The  LNWR 317 class, (also known as Saddle Tank Shunter, Dock Tank or Bissel Tank) consisted of a class of 20 square saddle-tanked steam locomotives built by the London and North Western Railway at their Crewe Works between 1896 and 1901.  They had a very short coupled wheelbase, with a trailing Bissel truck to carry weight.

History
They were built in three batches of 1, 9 and 10; their first running number was chosen at random from the numbers left vacant by locomotives that had been transferred to the duplicate list. This fate was almost immediately suffered by the 317 class – after only one or two months in service.

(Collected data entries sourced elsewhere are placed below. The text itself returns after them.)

fn static_catalog() -> Vec<ModelDescriptor> {
    vec![
        ModelDescriptor {
            id: "claude-3-5-sonnet-20241022".into(),
            name: "Claude 3.5 Sonnet".into(),
            context_window: 200_000,
            max_output_tokens: 8_192,
            input_cost_per_1k: 0.003,
            output_cost_per_1k: 0.015,
            capabilities: Capabilities {
                vision: true,
                streaming: true,
                functions: true,
            },
            complexity: ComplexityTier::Complex,
            is_default: true,
        },
        ModelDescriptor {
            id: "claude-3-5-haiku-20241022".into(),
            name: "Claude 3.5 Haiku".into(),
            context_window: 200_000,
            max_output_tokens: 8_192,
            input_cost_per_1k: 0.0008,
            output_cost_per_1k: 0.004,
            capabilities: Capabilities {
                vision: true,
                streaming: true,
                functions: true,
            },
            complexity: ComplexityTier::Simple,
            is_default: false,
        },
        ModelDescriptor {
            id: "claude-3-opus-20240229".into(),
            name: "Claude 3 Opus".into(),
            context_window: 200_000,
            max_output_tokens: 4_096,
            input_cost_per_1k: 0.015,
            output_cost_per_1k: 0.075,
            capabilities: Capabilities {
                vision: true,
                streaming: true,
                functions: true,
            },
            complexity: ComplexityTier::Expert,
            is_default: false,
        },
    ]
}

pub struct AnthropicAdapter {
    name: String,
    client: Client,
    base_url: String,
    api_key: String,
    catalog: ModelCatalog,
}

impl AnthropicAdapter {
    pub async fn initialize(config: &ProviderConfig) -> Result<Self> {
        let api_key = config
            .api_key
            .clone()
            .filter(|k| !k.is_empty())
            .ok_or_else(|| RouterError::authentication_failed(&config.name, "missing API key"))?;

        let client = Client::builder()
            .timeout(Duration::from_millis(config.timeout_ms))
            .build()
            .map_err(|e| RouterError::unknown(&config.name, e.to_string()))?;

        let base_url = config
            .base_url
            .clone()
            .unwrap_or_else(|| DEFAULT_BASE_URL.to_string());

        debug!(provider = %config.name, %base_url, "initializing anthropic adapter");

        Ok(Self {
            name: config.name.clone(),
            client,
            base_url,
            api_key,
            catalog: ModelCatalog::new(static_catalog()),
        })
    }

    fn resolve_model<'a>(&'a self, request: &CompletionRequest) -> Result<&'a ModelDescriptor> {
        match &request.model {
            Some(id) => self
                .catalog
                .get(id)
                .ok_or_else(|| RouterError::model_not_found(&self.name, id.clone())),
            None => self
                .catalog
                .default_model()
                .ok_or_else(|| RouterError::model_not_found(&self.name, "<none configured>")),
        }
    }

    /// Extract the leading system message(s) into the separate `system` slot required
    /// by this wire protocol, leaving the remaining turns in `messages`.
    fn split_system(messages: &[Message], image_for_last_user: Option<&[ImagePart]>) -> (Option<String>, Vec<Value>) {
        let mut system_parts = Vec::new();
        let mut rest_start = 0;
        for m in messages {
            if m.role == Role::System {
                system_parts.push(m.content.as_flat_text());
                rest_start += 1;
            } else {
                break;
            }
        }

        let system = if system_parts.is_empty() {
            None
        } else {
            Some(system_parts.join("\n"))
        };

        let rest = &messages[rest_start..];
        let last_user_index = rest.iter().rposition(|m| m.role == Role::User);

        let converted = rest
            .iter()
            .enumerate()
            .map(|(i, m)| {
                let images = if Some(i) == last_user_index {
                    image_for_last_user
                } else {
                    None
                };
                message_to_json(m, images)
            })
            .collect();

        (system, converted)
    }

    fn build_body(&self, request: &CompletionRequest, model_id: &str, stream: bool, images: Option<&[ImagePart]>) -> Value {
        let (system, messages) = Self::split_system(&request.messages, images);
        let max_tokens = request.max_tokens.unwrap_or(4_096);

        let mut body = json!({
            "model": model_id,
            "messages": messages,
            "max_tokens": max_tokens,
            "stream": stream,
        });
        if let Some(system) = system {
            body["system"] = json!(system);
        }
        if let Some(temperature) = request.temperature {
            body["temperature"] = json!(temperature);
        }
        if let Some(top_p) = request.top_p {
            body["top_p"] = json!(top_p);
        }
        if let Some(stop) = &request.stop_sequences {
            body["stop_sequences"] = json!(stop);
        }
        body
    }

    async fn send(&self, body: &Value) -> Result<(reqwest::StatusCode, String, u64)> {
        let started = Instant::now();
        let resp = self
            .client
            .post(format!("{}/messages", self.base_url))
            .header("x-api-key", &self.api_key)
            .header("anthropic-version", ANTHROPIC_VERSION)
            .json(body)
            .send()
            .await
            .map_err(|e| map_reqwest_error(&self.name, e))?;

        let status = resp.status();
        let text = resp.text().await.map_err(|e| map_reqwest_error(&self.name, e))?;
        Ok((status, text, started.elapsed().as_millis() as u64))
    }

    fn parse_response(
        &self,
        model: &ModelDescriptor,
        request: &CompletionRequest,
        value: Value,
        latency_ms: u64,
    ) -> Result<CompletionResponse> {
        let content = value
            .get("content")
            .and_then(|c| c.as_array())
            .map(|parts| {
                parts
                    .iter()
                    .filter_map(|p| p.get("text").and_then(|t| t.as_str()))
                    .collect::<Vec<_>>()
                    .join("")
            })
            .unwrap_or_default();

        let finish_reason = value
            .get("stop_reason")
            .and_then(|r| r.as_str())
            .map(translate_stop_reason)
            .unwrap_or(FinishReason::Stop);

        let usage = value
            .get("usage")
            .map(|u| {
                let input = u.get("input_tokens").and_then(|v| v.as_u64()).unwrap_or(0) as u32;
                let output = u.get("output_tokens").and_then(|v| v.as_u64()).unwrap_or(0) as u32;
                Usage::new(input, output)
            })
            .unwrap_or_else(|| {
                let input = estimate_tokens(&request.messages);
                let output = estimate_tokens(&[Message::assistant(content.clone())]);
                Usage::new(input, output)
            });

        let cost = calculate_cost(model, &usage);

        Ok(CompletionResponse {
            content,
            model: model.id.clone(),
            provider: self.name.clone(),
            usage,
            cost,
            latency_ms,
            finish_reason,
            metadata: ResponseMetadata::default(),
        })
    }
}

All passed to the London, Midland and Scottish Railway in 1923, who initially allocated them the numbers 6400–6419 in the passenger tank sequence. Only five (6402/03/07/14/18) had been renumbered before the numbers were changed to 7850–7869 in 1927, thus moving them into the goods and shunting tanks. The LMS changed their power classification from 1P to 0F at the same time. 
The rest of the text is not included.